Engineering expertise is separate and can cause costs to spike, as tuning and customization is code-based. Complex datasets at scale can cause costs to spike, as can streaming data (which creates a continuous load by keeping the Snowflake VDW meter running 24/7).

Upsolver pricing

Upsolver pricing is based on Upsolver’s server usage.

  • Consumption-based, on-demand
  • Compute-based model where pricing is based on Upsolver’s usage of EC2 servers.
  • Minimum 4-CPUs instances
  • Free edition includes fixed-capacity compute, unlimited storage on customer cloud account (20GB on Upsolver cloud account).

 

Snowflake and Databricks: Performance

Both perform best on data in their own proprietary formats.  Snowflake has an advantage on ad hoc queries, batch transformation workloads, BI reporting.  Databricks uses Spark to query semi-structured and schema-less data, and add-on tools to run SQL.

 

Databricks

  • Uses Spark to run analytics queries against semi-structured, schema-less data.
  • Must query Delta Lake tables in Delta file format (when using the Databricks SQL Analytics query engine). Otherwise…
  • Offers Delta Engine, a federated query engine optimized to run SparkSQL and that includes a caching layer on top of Delta Lake-versioned Parquet.
  • Added SQL query engine (DB SQL Analytics) to support BI reporting and ad hoc query use cases.

Snowflake

  • Automatically enforces a schema, enhancing query performance.
  • Automatic query tuning.
  • Optimizes storage for data access by its native SQL query engine during ingestion; uses columnar format.
  • Closely ties storage and querying; solves well for interactive queries.

More performance resources:

Databricks and other data lake query engines

Snowflake and Redshift on AWS

Snowflake and Databricks: Benchmarking performance

Benchmarking query performance has become a point of strong contention between Snowflake and Databricks.  The two came to verbal blows over a benchmark test of processing speed called TPC-DS.  Databricks claimed significantly faster performance.  Snowflake claimed Databricks’ announcement was misleading and lacked integrity.  Databricks implied Snowflake pre-processed the data it used in the test to obtain better results. 

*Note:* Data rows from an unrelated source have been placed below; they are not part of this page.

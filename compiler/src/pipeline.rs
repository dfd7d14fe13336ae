// pipeline.rs — Compilation state and pass orchestration
//
// Holds all pass artifacts and runs the minimal set of passes for a given
// terminal PassId. Each pass owns the shared state exclusively while it
// runs; the runner stops before the first pass whose input invariant was
// broken by error-level diagnostics.
//
// Preconditions: Program and Registry must be set before calling run_pipeline.
// Postconditions: all artifacts for required passes are populated, or
//   has_error is set.
// Failure modes: any pass emitting error-level diagnostics.
// Side effects: calls on_pass_complete callback after each pass for
//   immediate display.

use std::time::Instant;

use crate::ast::Program;
use crate::diag::{codes, DiagLevel, Diagnostic};
use crate::emit::IrDoc;
use crate::graph::Graph;
use crate::lexer::LexError;
use crate::parser::ParseResult;
use crate::pass::{descriptor, required_passes, PassId};
use crate::registry::Registry;
use crate::resolve::ResolvedProgram;

// ── Provenance ─────────────────────────────────────────────────────────────

/// Provenance metadata for hermetic builds and cache-key use.
///
/// `source_hash`: SHA-256 of the raw `.wave` source text.
/// `registry_fingerprint`: SHA-256 of `Registry::canonical_json()`.
/// `compiler_version`: crate version from `Cargo.toml`.
#[derive(Debug, Clone)]
pub struct Provenance {
    pub source_hash: [u8; 32],
    pub registry_fingerprint: [u8; 32],
    pub compiler_version: &'static str,
}

impl Provenance {
    /// Hex string of the source hash (64 characters).
    pub fn source_hash_hex(&self) -> String {
        bytes_to_hex(&self.source_hash)
    }

    /// Hex string of the registry fingerprint (64 characters).
    pub fn registry_fingerprint_hex(&self) -> String {
        bytes_to_hex(&self.registry_fingerprint)
    }
}

fn bytes_to_hex(bytes: &[u8; 32]) -> String {
    let mut s = String::with_capacity(64);
    for b in bytes {
        use std::fmt::Write;
        let _ = write!(s, "{:02x}", b);
    }
    s
}

/// Compute provenance from source text and registry.
///
/// Uses SHA-256 for both hashes. The registry fingerprint is computed from
/// `Registry::canonical_json()` (compact JSON, no whitespace) so that it is
/// stable independent of display formatting.
pub fn compute_provenance(source: &str, registry: &Registry) -> Provenance {
    use sha2::{Digest, Sha256};

    let source_hash = {
        let mut hasher = Sha256::new();
        hasher.update(source.as_bytes());
        let result = hasher.finalize();
        let mut hash = [0u8; 32];
        hash.copy_from_slice(&result);
        hash
    };

    let registry_fingerprint = {
        let canonical = registry.canonical_json();
        let mut hasher = Sha256::new();
        hasher.update(canonical.as_bytes());
        let result = hasher.finalize();
        let mut hash = [0u8; 32];
        hash.copy_from_slice(&result);
        hash
    };

    Provenance {
        source_hash,
        registry_fingerprint,
        compiler_version: env!("CARGO_PKG_VERSION"),
    }
}

// ── Compilation state ──────────────────────────────────────────────────────

/// Holds all compilation artifacts and accumulated diagnostics.
pub struct CompilationState {
    pub program: Program,
    pub registry: Registry,
    pub resolved: Option<ResolvedProgram>,
    pub graph: Option<Graph>,
    pub ir: Option<IrDoc>,
    pub diagnostics: Vec<Diagnostic>,
    pub has_error: bool,
    pub provenance: Option<Provenance>,
}

impl CompilationState {
    pub fn new(program: Program, registry: Registry) -> Self {
        Self {
            program,
            registry,
            resolved: None,
            graph: None,
            ir: None,
            diagnostics: Vec::new(),
            has_error: false,
            provenance: None,
        }
    }
}

// ── Error type ─────────────────────────────────────────────────────────────

/// Pipeline execution stopped due to error-level diagnostics in a pass.
/// The specific diagnostics are available in `CompilationState.diagnostics`.
#[derive(Debug)]
pub struct PipelineError {
    /// The pass that produced the error.
    pub failing_pass: PassId,
}

// ── Parse-result conversion ────────────────────────────────────────────────

/// Convert lexer and parser errors into coded diagnostics.
pub fn parse_diagnostics(result: &ParseResult) -> Vec<Diagnostic> {
    let mut diagnostics = Vec::new();
    for lex_error in &result.lex_errors {
        diagnostics.push(lex_diagnostic(lex_error));
    }
    for error in &result.errors {
        diagnostics.push(Diagnostic::error(
            codes::PARSE_SYNTAX,
            *error.span(),
            format!("{}", error.reason()),
        ));
    }
    diagnostics
}

fn lex_diagnostic(error: &LexError) -> Diagnostic {
    let code = if error.message.starts_with("unterminated") {
        codes::LEX_UNTERMINATED
    } else if error.message.starts_with("malformed numeric") {
        codes::LEX_BAD_LITERAL
    } else {
        codes::LEX_STRAY_CHAR
    };
    let span = (error.span.start..error.span.end).into();
    Diagnostic::error(code, span, error.message.clone())
}

// ── Helper: per-pass post-processing ───────────────────────────────────────

fn has_error_diags(diags: &[Diagnostic]) -> bool {
    diags.iter().any(|d| d.level == DiagLevel::Error)
}

/// Per-pass post-processing: callback, accumulate, verbose, error check.
/// Returns Err if error diagnostics were found.
fn finish_pass(
    state: &mut CompilationState,
    pass_id: PassId,
    diags: Vec<Diagnostic>,
    elapsed: std::time::Duration,
    verbose: bool,
    on_pass_complete: &mut impl FnMut(PassId, &[Diagnostic]),
) -> Result<(), PipelineError> {
    on_pass_complete(pass_id, &diags);
    let is_err = has_error_diags(&diags);
    state.diagnostics.extend(diags);
    if verbose {
        eprintln!(
            "wavec: {} complete, {:.1}ms",
            descriptor(pass_id).name,
            elapsed.as_secs_f64() * 1000.0
        );
    }
    if is_err {
        state.has_error = true;
        return Err(PipelineError {
            failing_pass: pass_id,
        });
    }
    Ok(())
}

// ── Pipeline runner ────────────────────────────────────────────────────────

/// Run the minimal set of passes to produce `terminal`.
///
/// Per-pass sequence: execute → on_pass_complete(callback) → verbose →
/// error check. A pass with error diagnostics stops the run; already
/// collected diagnostics stay in the state.
///
/// Preconditions: `state.program` and `state.registry` are set.
/// Postconditions: artifacts for all passes in `required_passes(terminal)`
///   are populated, or `state.has_error` is true.
pub fn run_pipeline(
    state: &mut CompilationState,
    terminal: PassId,
    verbose: bool,
    mut on_pass_complete: impl FnMut(PassId, &[Diagnostic]),
) -> Result<(), PipelineError> {
    let passes = required_passes(terminal);

    for &pass_id in &passes {
        match pass_id {
            PassId::Resolve => {
                let t = Instant::now();
                let result = crate::resolve::resolve(&state.program, &state.registry);
                let elapsed = t.elapsed();
                state.resolved = Some(result.resolved);
                finish_pass(
                    state,
                    pass_id,
                    result.diagnostics,
                    elapsed,
                    verbose,
                    &mut on_pass_complete,
                )?;
            }
            PassId::BuildGraph => {
                let t = Instant::now();
                let resolved = state.resolved.as_ref().expect("resolve ran");
                let result =
                    crate::graph::build_graph(&state.program, resolved, &state.registry);
                let elapsed = t.elapsed();
                state.graph = Some(result.graph);
                finish_pass(
                    state,
                    pass_id,
                    result.diagnostics,
                    elapsed,
                    verbose,
                    &mut on_pass_complete,
                )?;
            }
            PassId::Infer => {
                let t = Instant::now();
                let resolved = state.resolved.as_ref().expect("resolve ran");
                let graph = state.graph.as_mut().expect("build_graph ran");
                let result = crate::infer::infer(graph, resolved);
                let elapsed = t.elapsed();
                finish_pass(
                    state,
                    pass_id,
                    result.diagnostics,
                    elapsed,
                    verbose,
                    &mut on_pass_complete,
                )?;
            }
            PassId::Validate => {
                let t = Instant::now();
                let resolved = state.resolved.as_ref().expect("resolve ran");
                let graph = state.graph.as_ref().expect("build_graph ran");
                let result = crate::validate::validate(graph, resolved);
                let elapsed = t.elapsed();
                finish_pass(
                    state,
                    pass_id,
                    result.diagnostics,
                    elapsed,
                    verbose,
                    &mut on_pass_complete,
                )?;
            }
            PassId::Fold => {
                let t = Instant::now();
                let resolved = state.resolved.as_ref().expect("resolve ran");
                let graph = state.graph.as_mut().expect("build_graph ran");
                let result = crate::fold::fold(graph, resolved);
                let elapsed = t.elapsed();
                finish_pass(
                    state,
                    pass_id,
                    result.diagnostics,
                    elapsed,
                    verbose,
                    &mut on_pass_complete,
                )?;
            }
            PassId::Emit => {
                let t = Instant::now();
                let resolved = state.resolved.as_ref().expect("resolve ran");
                let graph = state.graph.as_ref().expect("build_graph ran");
                let source_hash = state.provenance.as_ref().map(|p| p.source_hash_hex());
                let ir = crate::emit::emit(
                    graph,
                    resolved,
                    &state.program.decl.name.name,
                    source_hash,
                );
                let elapsed = t.elapsed();
                state.ir = Some(ir);
                finish_pass(
                    state,
                    pass_id,
                    Vec::new(),
                    elapsed,
                    verbose,
                    &mut on_pass_complete,
                )?;
            }
        }
    }

    Ok(())
}

// ── One-call convenience ───────────────────────────────────────────────────

/// Parse and compile a source string through `terminal`.
///
/// Returns Err with coded diagnostics when the source does not parse.
/// Otherwise returns the compilation state — check `has_error` before
/// using artifacts past the failing pass.
pub fn compile_source(
    source: &str,
    terminal: PassId,
) -> Result<CompilationState, Vec<Diagnostic>> {
    let parsed = crate::parser::parse(source);
    let parse_diags = parse_diagnostics(&parsed);
    let Some(program) = parsed.program else {
        return Err(parse_diags);
    };
    if has_error_diags(&parse_diags) {
        return Err(parse_diags);
    }

    let registry = Registry::new();
    let provenance = compute_provenance(source, &registry);
    let mut state = CompilationState::new(program, registry);
    state.provenance = Some(provenance);
    let _ = run_pipeline(&mut state, terminal, false, |_, _| {});
    Ok(state)
}

// ── Tests ──────────────────────────────────────────────────────────────────

#[cfg(test)]
mod tests {
    use super::*;

    const HEADER: &str = "program demo;\nexternal { sr: 48000, block_size: 64, \
                          inputs: [ { name: a, width: 1 }, { name: b, width: 1 } ], \
                          outputs: [ { name: o, width: 1 } ], properties: [] }\n";

    #[test]
    fn full_pipeline_produces_ir() {
        let state = compile_source(
            &format!("{HEADER}stage main() {{ a + b -> o; }}"),
            PassId::Emit,
        )
        .expect("parses");
        assert!(!state.has_error, "diagnostics: {:?}", state.diagnostics);
        let ir = state.ir.expect("IR emitted");
        assert_eq!(ir.program_name, "demo");
        assert!(ir.source_hash.is_some());
    }

    #[test]
    fn parse_failure_is_reported_with_code() {
        let result = compile_source("program ; nope", PassId::Emit);
        let diagnostics = result.err().expect("should not parse");
        assert!(diagnostics
            .iter()
            .any(|d| d.code == Some(codes::PARSE_SYNTAX)));
    }

    #[test]
    fn lex_failure_is_coded_by_class() {
        let result = compile_source(
            &format!("{HEADER}stage main() {{ a @ b -> o; }}"),
            PassId::Emit,
        );
        let diagnostics = result.err().expect("stray character should fail");
        assert!(diagnostics
            .iter()
            .any(|d| d.code == Some(codes::LEX_STRAY_CHAR)));
    }

    #[test]
    fn resolve_error_stops_before_build() {
        let state = compile_source(
            &format!("{HEADER}stage main() {{ mystery -> o; }}"),
            PassId::Emit,
        )
        .expect("parses");
        assert!(state.has_error);
        assert!(state.graph.is_none());
        assert!(state.ir.is_none());
    }

    #[test]
    fn validation_error_stops_before_fold() {
        let state = compile_source(
            &format!(
                "{HEADER}stage main() {{ buffer buf(a): f32(1); \
                 delwrite(buf, a); delread(buf, 1) -> o; }}"
            ),
            PassId::Emit,
        )
        .expect("parses");
        assert!(state.has_error);
        assert!(state.graph.is_some());
        assert!(state.ir.is_none());
        // The buffer capacity is never finalized.
        assert_eq!(state.graph.unwrap().buffers[0].capacity, None);
    }

    #[test]
    fn terminal_limits_work() {
        let state = compile_source(
            &format!("{HEADER}stage main() {{ a + b -> o; }}"),
            PassId::BuildGraph,
        )
        .expect("parses");
        assert!(!state.has_error);
        assert!(state.graph.is_some());
        assert!(state.ir.is_none());
    }

    #[test]
    fn provenance_is_stable_for_same_source() {
        let source = format!("{HEADER}stage main() {{ a + b -> o; }}");
        let registry = Registry::new();
        let p1 = compute_provenance(&source, &registry);
        let p2 = compute_provenance(&source, &registry);
        assert_eq!(p1.source_hash_hex(), p2.source_hash_hex());
        assert_eq!(p1.registry_fingerprint_hex(), p2.registry_fingerprint_hex());
        let other = compute_provenance("program x;", &registry);
        assert_ne!(p1.source_hash_hex(), other.source_hash_hex());
    }

    #[test]
    fn warnings_do_not_stop_the_pipeline() {
        let state = compile_source(
            &format!("{HEADER}stage main() {{ let unused = a + b; a -> o; }}"),
            PassId::Emit,
        )
        .expect("parses");
        assert!(!state.has_error, "diagnostics: {:?}", state.diagnostics);
        assert!(state.ir.is_some());
        assert!(state
            .diagnostics
            .iter()
            .any(|d| d.level == DiagLevel::Warning));
    }
}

Regardless, storage and compute functions are now and will remain decoupled.  When it comes to batch workload speed either company will likely satisfy most organizations’ needs.

Databricks Snowflake
Uses Spark to run analytics queries against semi-structured, schema-less data. Automatically enforces a schema, enhancing query performance.
Must query Delta Lake tables in Delta file format (when using the Databricks SQL Analytics query engine). Otherwise… Automatic query tuning.
Offers Delta Engine, a federated query engine optimized to run SparkSQL and that includes a caching layer on top of Delta Lake-versioned Parquet. Optimizes storage for data access by its native SQL query engine during ingestion; uses columnar format.
Added SQL query engine (DB SQL Analytics) to support BI reporting and ad hoc query use cases. Closely ties storage and querying; solves well for interactive queries.

More benchmarking resources:

Databricks and Snowflake collide

The TPC-DS  decision support benchmark

Test of Snowflake’s processing speed both with Upsolver and without

Upsolver performance

Automatically implements numerous best practices for designing and operationalizing a high-performance data lake.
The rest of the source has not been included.